• _Work item_: Go through the lines below. Copy those with "INSERT".

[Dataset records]
################
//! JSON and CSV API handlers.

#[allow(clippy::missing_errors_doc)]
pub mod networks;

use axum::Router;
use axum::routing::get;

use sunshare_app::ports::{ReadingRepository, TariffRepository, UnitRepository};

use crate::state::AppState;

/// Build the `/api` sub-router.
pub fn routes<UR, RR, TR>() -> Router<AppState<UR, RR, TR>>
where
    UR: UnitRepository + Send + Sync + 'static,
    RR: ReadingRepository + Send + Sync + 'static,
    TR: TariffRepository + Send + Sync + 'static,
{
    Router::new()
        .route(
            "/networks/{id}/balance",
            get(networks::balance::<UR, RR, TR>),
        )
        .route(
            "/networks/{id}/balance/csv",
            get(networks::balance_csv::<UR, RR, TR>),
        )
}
################
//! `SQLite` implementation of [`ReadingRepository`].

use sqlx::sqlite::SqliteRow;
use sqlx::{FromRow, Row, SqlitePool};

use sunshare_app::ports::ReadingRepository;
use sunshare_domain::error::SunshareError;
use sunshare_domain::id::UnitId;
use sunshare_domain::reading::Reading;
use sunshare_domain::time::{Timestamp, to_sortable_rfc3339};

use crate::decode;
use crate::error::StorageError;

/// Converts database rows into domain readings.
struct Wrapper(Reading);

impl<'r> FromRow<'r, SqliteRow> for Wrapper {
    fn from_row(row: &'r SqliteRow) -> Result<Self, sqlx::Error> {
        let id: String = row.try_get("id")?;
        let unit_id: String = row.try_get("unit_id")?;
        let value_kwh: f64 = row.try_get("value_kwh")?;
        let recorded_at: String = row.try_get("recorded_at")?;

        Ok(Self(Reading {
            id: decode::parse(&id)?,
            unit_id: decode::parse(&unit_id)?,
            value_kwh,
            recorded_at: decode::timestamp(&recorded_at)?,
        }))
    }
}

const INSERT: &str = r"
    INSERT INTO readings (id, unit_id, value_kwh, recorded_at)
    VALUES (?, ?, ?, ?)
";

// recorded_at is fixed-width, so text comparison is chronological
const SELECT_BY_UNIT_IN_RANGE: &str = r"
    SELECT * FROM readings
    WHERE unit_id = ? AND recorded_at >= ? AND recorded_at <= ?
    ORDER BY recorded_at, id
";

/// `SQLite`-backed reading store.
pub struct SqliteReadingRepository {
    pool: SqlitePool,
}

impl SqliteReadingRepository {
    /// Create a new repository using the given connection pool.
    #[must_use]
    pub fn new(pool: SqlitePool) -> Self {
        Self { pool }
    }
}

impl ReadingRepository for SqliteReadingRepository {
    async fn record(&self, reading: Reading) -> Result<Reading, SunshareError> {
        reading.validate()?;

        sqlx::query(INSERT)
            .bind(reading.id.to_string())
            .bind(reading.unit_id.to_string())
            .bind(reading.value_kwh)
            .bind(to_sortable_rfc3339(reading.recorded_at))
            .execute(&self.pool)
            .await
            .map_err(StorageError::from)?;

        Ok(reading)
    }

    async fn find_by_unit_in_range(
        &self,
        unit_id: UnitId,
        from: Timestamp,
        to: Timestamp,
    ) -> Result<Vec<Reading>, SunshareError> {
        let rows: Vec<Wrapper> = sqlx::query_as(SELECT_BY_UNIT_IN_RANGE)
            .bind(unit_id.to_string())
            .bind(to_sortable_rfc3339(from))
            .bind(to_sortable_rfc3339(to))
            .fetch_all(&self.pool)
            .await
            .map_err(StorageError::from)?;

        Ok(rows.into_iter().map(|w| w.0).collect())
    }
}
################
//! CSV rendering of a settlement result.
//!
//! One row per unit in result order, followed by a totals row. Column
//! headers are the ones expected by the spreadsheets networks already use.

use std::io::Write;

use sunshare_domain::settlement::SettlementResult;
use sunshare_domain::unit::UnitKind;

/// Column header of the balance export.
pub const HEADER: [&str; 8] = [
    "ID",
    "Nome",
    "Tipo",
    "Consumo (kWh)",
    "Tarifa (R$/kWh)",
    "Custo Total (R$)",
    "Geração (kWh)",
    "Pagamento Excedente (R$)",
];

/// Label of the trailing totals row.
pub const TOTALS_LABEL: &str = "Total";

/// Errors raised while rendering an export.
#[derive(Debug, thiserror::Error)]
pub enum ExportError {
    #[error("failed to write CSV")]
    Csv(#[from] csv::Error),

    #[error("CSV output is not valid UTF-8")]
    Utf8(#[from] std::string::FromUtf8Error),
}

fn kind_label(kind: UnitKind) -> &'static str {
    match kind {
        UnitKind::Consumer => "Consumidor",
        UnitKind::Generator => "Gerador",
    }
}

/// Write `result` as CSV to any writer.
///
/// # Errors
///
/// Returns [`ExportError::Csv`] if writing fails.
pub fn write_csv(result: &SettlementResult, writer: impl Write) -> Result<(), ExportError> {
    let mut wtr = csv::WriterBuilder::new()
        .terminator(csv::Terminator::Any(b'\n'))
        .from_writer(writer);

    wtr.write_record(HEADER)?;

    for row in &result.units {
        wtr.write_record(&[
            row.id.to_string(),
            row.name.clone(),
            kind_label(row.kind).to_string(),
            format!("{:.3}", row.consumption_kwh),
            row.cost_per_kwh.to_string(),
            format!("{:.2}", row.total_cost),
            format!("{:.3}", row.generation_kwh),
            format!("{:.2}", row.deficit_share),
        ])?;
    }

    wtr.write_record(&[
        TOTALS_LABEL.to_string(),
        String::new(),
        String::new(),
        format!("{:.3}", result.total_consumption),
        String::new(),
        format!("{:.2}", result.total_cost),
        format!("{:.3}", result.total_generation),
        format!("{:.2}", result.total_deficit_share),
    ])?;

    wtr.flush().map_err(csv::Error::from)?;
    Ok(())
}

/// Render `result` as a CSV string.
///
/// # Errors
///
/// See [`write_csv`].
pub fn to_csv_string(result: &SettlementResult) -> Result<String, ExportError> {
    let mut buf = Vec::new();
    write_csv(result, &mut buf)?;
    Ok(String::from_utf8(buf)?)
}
################
• _Task response_:
const INSERT: &str = r"
    INSERT INTO readings (id, unit_id, value_kwh, recorded_at)
        sqlx::query(INSERT)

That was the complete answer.